__Exercise description__: What is needed is each line of the data below that holds the string "limit".

# # #

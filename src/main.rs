//! Sitemap Crawler main entry point
//!
//! This is the command-line interface for the sitemap crawler.

use anyhow::{bail, Context};
use clap::{Parser, Subcommand};
use sitemap_crawler::config::{load_or_default, Config};
use sitemap_crawler::output::{print_history, print_statistics, write_sitemap_file};
use sitemap_crawler::storage::SqliteStorage;
use sitemap_crawler::url::parse_root_url;
use sitemap_crawler::{CrawlRequest, GeneratedSitemap, SitemapService};
use std::path::{Path, PathBuf};
use std::sync::Arc;
use tokio::task::JoinSet;
use tracing_subscriber::EnvFilter;

/// Sitemap Crawler: a polite same-origin site mapper
///
/// Crawls a website from a root URL, following links that stay on the same
/// origin, and writes the discovered pages as a sitemap.xml document.
#[derive(Parser, Debug)]
#[command(name = "sitemap-crawler")]
#[command(version = "1.0.0")]
#[command(about = "A polite same-origin site mapper", long_about = None)]
struct Cli {
    /// Path to TOML configuration file (defaults are used when omitted)
    #[arg(short, long, value_name = "CONFIG", global = true)]
    config: Option<PathBuf>,

    /// Increase logging verbosity (-v, -vv, -vvv)
    #[arg(short, long, action = clap::ArgAction::Count, global = true)]
    verbose: u8,

    /// Suppress non-error output
    #[arg(short, long, conflicts_with = "verbose", global = true)]
    quiet: bool,

    #[command(subcommand)]
    command: Command,
}

#[derive(Subcommand, Debug)]
enum Command {
    /// Crawl one or more websites and generate their sitemaps
    Crawl(CrawlArgs),

    /// List previously generated sitemaps, newest first
    History {
        /// Maximum number of entries to show
        #[arg(short, long, default_value_t = 50)]
        limit: usize,
    },

    /// Write a stored sitemap back to disk
    Download {
        /// ID shown by `history`
        id: i64,

        /// Directory the file is written to
        #[arg(short, long, value_name = "DIR")]
        output_dir: Option<PathBuf>,
    },
}

#[derive(clap::Args, Debug)]
struct CrawlArgs {
    /// Root URLs to crawl
    #[arg(required = true, value_name = "URL")]
    urls: Vec<String>,

    /// Device profile to present (desktop, mobile, android, laptop)
    #[arg(short, long)]
    device: Option<String>,

    /// Maximum crawl depth
    #[arg(long)]
    max_depth: Option<u32>,

    /// Per-request timeout in milliseconds
    #[arg(long, value_name = "MS")]
    timeout: Option<u64>,

    /// Delay before each child page fetch in milliseconds
    #[arg(long, value_name = "MS")]
    delay: Option<u64>,

    /// Wall-clock budget per crawl in seconds
    #[arg(long, value_name = "SECS")]
    budget: Option<u64>,

    /// Directory sitemap files are written to
    #[arg(short, long, value_name = "DIR")]
    output_dir: Option<PathBuf>,

    /// Do not record the sitemaps in the history database
    #[arg(long)]
    no_store: bool,

    /// Crawl and print the discovered URLs without writing or storing anything
    #[arg(long)]
    dry_run: bool,
}

#[tokio::main]
async fn main() -> anyhow::Result<()> {
    let cli = Cli::parse();

    setup_logging(cli.verbose, cli.quiet);

    let (config, config_hash) =
        load_or_default(cli.config.as_deref()).context("Failed to load configuration")?;
    match &cli.config {
        Some(path) => tracing::info!(
            "Configuration loaded from {} (hash: {})",
            path.display(),
            config_hash
        ),
        None => tracing::debug!("No configuration file given, using defaults"),
    }

    match cli.command {
        Command::Crawl(args) => handle_crawl(config, config_hash, args).await,
        Command::History { limit } => handle_history(config, config_hash, limit),
        Command::Download { id, output_dir } => {
            handle_download(config, config_hash, id, output_dir)
        }
    }
}

/// Sets up the logging/tracing subscriber based on verbosity level
fn setup_logging(verbose: u8, quiet: bool) {
    let filter = if quiet {
        EnvFilter::new("error")
    } else {
        match verbose {
            0 => EnvFilter::new("sitemap_crawler=info,warn"),
            1 => EnvFilter::new("sitemap_crawler=debug,info"),
            2 => EnvFilter::new("sitemap_crawler=trace,debug"),
            _ => EnvFilter::new("trace"),
        }
    };

    tracing_subscriber::fmt()
        .with_env_filter(filter)
        .with_target(false)
        .with_thread_ids(false)
        .with_file(false)
        .init();
}

fn open_history(config: &Config) -> anyhow::Result<SqliteStorage> {
    let path = Path::new(&config.output.database_path);
    SqliteStorage::new(path)
        .with_context(|| format!("Failed to open sitemap database {}", path.display()))
}

/// Handles the `crawl` command
async fn handle_crawl(config: Config, config_hash: String, args: CrawlArgs) -> anyhow::Result<()> {
    for url in &args.urls {
        if let Err(e) = parse_root_url(url) {
            bail!("Invalid URL '{}': {}", url, e);
        }
    }

    let output_dir = args
        .output_dir
        .clone()
        .unwrap_or_else(|| PathBuf::from(&config.output.output_dir));
    let store = !args.no_store && !args.dry_run;

    let mut service = SitemapService::new(config.clone(), config_hash);
    if store {
        service = service.with_storage(open_history(&config)?);
    }
    let service = Arc::new(service);

    let mut crawls = JoinSet::new();
    for url in &args.urls {
        let service = Arc::clone(&service);
        let request = CrawlRequest {
            website_url: url.clone(),
            device: args.device.clone(),
            max_depth: args.max_depth,
            request_timeout_ms: args.timeout,
            request_delay_ms: args.delay,
            crawl_budget_secs: args.budget,
        };
        crawls.spawn(async move { service.generate(request).await });
    }

    let mut failures = 0;
    while let Some(joined) = crawls.join_next().await {
        let generated = match joined.context("Crawl task panicked")? {
            Ok(generated) => generated,
            Err(e) => {
                tracing::error!("Sitemap generation failed: {}", e);
                failures += 1;
                continue;
            }
        };

        if args.dry_run {
            print_dry_run(&generated);
            continue;
        }

        if let Err(e) = deliver(&service, &generated, &output_dir, store) {
            tracing::error!("{:#}", e);
            failures += 1;
        }
    }

    if failures > 0 {
        bail!("{} of {} crawl(s) failed", failures, args.urls.len());
    }
    Ok(())
}

/// Writes the document to disk, then records it in the history
fn deliver(
    service: &SitemapService,
    generated: &GeneratedSitemap,
    output_dir: &Path,
    store: bool,
) -> anyhow::Result<()> {
    let path = write_sitemap_file(output_dir, &generated.file_name(), &generated.sitemap_xml)
        .with_context(|| format!("Failed to write sitemap for {}", generated.website_url))?;

    print_statistics(generated);
    println!("\nSitemap written to: {}", path.display());

    if store {
        let id = service
            .persist(generated)
            .with_context(|| format!("Failed to store sitemap for {}", generated.website_url))?;
        println!("Stored as sitemap #{}", id);
    }
    println!();

    Ok(())
}

fn print_dry_run(generated: &GeneratedSitemap) {
    print_statistics(generated);
    println!();
    for record in &generated.records {
        println!("  {:.1}  {}", record.priority, record.url);
    }
    println!();
}

/// Handles the `history` command
fn handle_history(config: Config, config_hash: String, limit: usize) -> anyhow::Result<()> {
    let storage = open_history(&config)?;
    let service = SitemapService::new(config, config_hash).with_storage(storage);

    let entries = service.history(limit).context("Failed to load history")?;
    print_history(&entries);

    let total = service.count()?;
    if total as usize > entries.len() {
        println!("\nShowing {} of {} sitemaps", entries.len(), total);
    }
    Ok(())
}

/// Handles the `download` command
fn handle_download(
    config: Config,
    config_hash: String,
    id: i64,
    output_dir: Option<PathBuf>,
) -> anyhow::Result<()> {
    let output_dir = output_dir.unwrap_or_else(|| PathBuf::from(&config.output.output_dir));
    let storage = open_history(&config)?;
    let service = SitemapService::new(config, config_hash).with_storage(storage);

    let stored = service.download(id)?;
    let path = write_sitemap_file(&output_dir, &stored.file_name(), &stored.sitemap_xml)?;

    println!(
        "Sitemap #{} for {} ({} URLs) written to: {}",
        stored.id,
        stored.website_url,
        stored.urls_count,
        path.display()
    );
    Ok(())
}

# # #

__Reply to the task__:
        limit: usize,
        Command::History { limit } => handle_history(config, config_hash, limit),
fn handle_history(config: Config, config_hash: String, limit: usize) -> anyhow::Result<()> {
    let entries = service.history(limit).context("Failed to load history")?;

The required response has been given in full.